Moroccan cuisine – unusual combinations of flavors and bright spices:


General information


Topographic map of Morocco
Morocco is located in northern Africa; There is a territorial dispute over the territory southwest of Morocco with Mauritania and the partially recognized SADR. Geographically, Morocco is divided into plains, mountains (mainly represented by the Atlas system) and the Sahara Desert; In most areas there is a significant variation in temperatures during the day[2]. Wheat, corn, vegetables and fruits are cultivated on the fertile plains, as well as sheep, goats, cows and chickens[1][3].
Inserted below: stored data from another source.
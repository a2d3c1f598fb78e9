//! Repository for the `reality_nodes` table.

use ecv_core::patch;
use sqlx::types::Json;
use sqlx::PgPool;

use crate::models::reality_node::{CreateRealityNode, RealityNode, UpdateRealityNode};

const COLUMNS: &str = "id, artist_id, type, name, description, attributes, position, created_at";

/// Provides CRUD operations for reality nodes.
pub struct RealityNodeRepo;

impl RealityNodeRepo {
    pub async fn create(
        pool: &PgPool,
        input: &CreateRealityNode,
    ) -> Result<RealityNode, sqlx::Error> {
        let query = format!(
            "INSERT INTO reality_nodes (artist_id, type, name, description, attributes, position)
             VALUES ($1, $2, $3, $4, $5, $6)
             RETURNING {COLUMNS}"
        );
        sqlx::query_as::<_, RealityNode>(&query)
            .bind(&input.artist_id)
            .bind(&input.node_type)
            .bind(&input.name)
            .bind(&input.description)
            .bind(input.attributes.as_ref().map(Json))
            .bind(input.position.map(Json))
            .fetch_one(pool)
            .await
    }

    pub async fn find_by_id(pool: &PgPool, id: &str) -> Result<Option<RealityNode>, sqlx::Error> {
        let query = format!("SELECT {COLUMNS} FROM reality_nodes WHERE id = $1");
        sqlx::query_as::<_, RealityNode>(&query)
            .bind(id)
            .fetch_optional(pool)
            .await
    }

    /// List an artist's nodes, newest first.
    pub async fn list_by_artist(
        pool: &PgPool,
        artist_id: &str,
    ) -> Result<Vec<RealityNode>, sqlx::Error> {
        let query = format!(
            "SELECT {COLUMNS} FROM reality_nodes
             WHERE artist_id = $1
             ORDER BY created_at DESC"
        );
        sqlx::query_as::<_, RealityNode>(&query)
            .bind(artist_id)
            .fetch_all(pool)
            .await
    }

    pub async fn update(
        pool: &PgPool,
        id: &str,
        input: &UpdateRealityNode,
    ) -> Result<Option<RealityNode>, sqlx::Error> {
        let (description_set, description) = patch::split(&input.description);
        let (attributes_set, attributes) = patch::split(&input.attributes);
        let (position_set, position) = patch::split(&input.position);
        let query = format!(
            "UPDATE reality_nodes SET
                artist_id = COALESCE($2, artist_id),
                type = COALESCE($3, type),
                name = COALESCE($4, name),
                description = CASE WHEN $5 THEN $6 ELSE description END,
                attributes = CASE WHEN $7 THEN $8 ELSE attributes END,
                position = CASE WHEN $9 THEN $10 ELSE position END
             WHERE id = $1
             RETURNING {COLUMNS}"
        );
        sqlx::query_as::<_, RealityNode>(&query)
            .bind(id)
            .bind(&input.artist_id)
            .bind(&input.node_type)
            .bind(&input.name)
            .bind(description_set)
            .bind(description)
            .bind(attributes_set)
            .bind(attributes.map(Json))
            .bind(position_set)
            .bind(position.map(Json))
            .fetch_optional(pool)
            .await
    }

    /// Delete a node. Relationships touching it go with it.
    pub async fn delete(pool: &PgPool, id: &str) -> Result<bool, sqlx::Error> {
        let result = sqlx::query("DELETE FROM reality_nodes WHERE id = $1")
            .bind(id)
            .execute(pool)
            .await?;
        Ok(result.rows_affected() > 0)
    }
}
The Berbers are the original inhabitants of Morocco and the entire Maghreb, but in the 7th century the Arabs supplanted them and gradually Islamized the territory of present-day Morocco[1][3]. The Arabs introduced cinnamon, ginger, saffron, cumin and cumin into Moroccan cuisine; a mixture of sour and sweet tastes; as well as the manner of adding honey, sugar, fruits and dried fruits to meat dishes[1]. Other ancient influences on Moroccan cuisine include Phenicia, Carthage, Rome and Byzantium[1]. On the other hand, Moroccan cuisine lacks Turkish influence (Morocco is the only major Arab country that was never part of the Ottoman Empire), which is why Moroccans do not eat baklava or stuffed vegetables.[4]

Main Ingredients


Tagine with olives is a typical Moroccan dish.
The average Moroccan gets 2/3 of his calories from grains, mainly wheat, but also barley[3]. Wheat is used to prepare couscous, bread, and pastries; it is added to soups and porridges are prepared from it (in addition to wheat, there are also barley soups and porridges)[3]. Couscous is so important in Moroccan cuisine that in the central part of the country it is often referred to simply as "food".[5] Rice is a rare side dish on Moroccan tables; puddings are prepared from it and stuffed into poultry and pies[5]. Legumes are an important source of protein: lentils, chickpeas and garden beans: they are added to stews and spreads[6].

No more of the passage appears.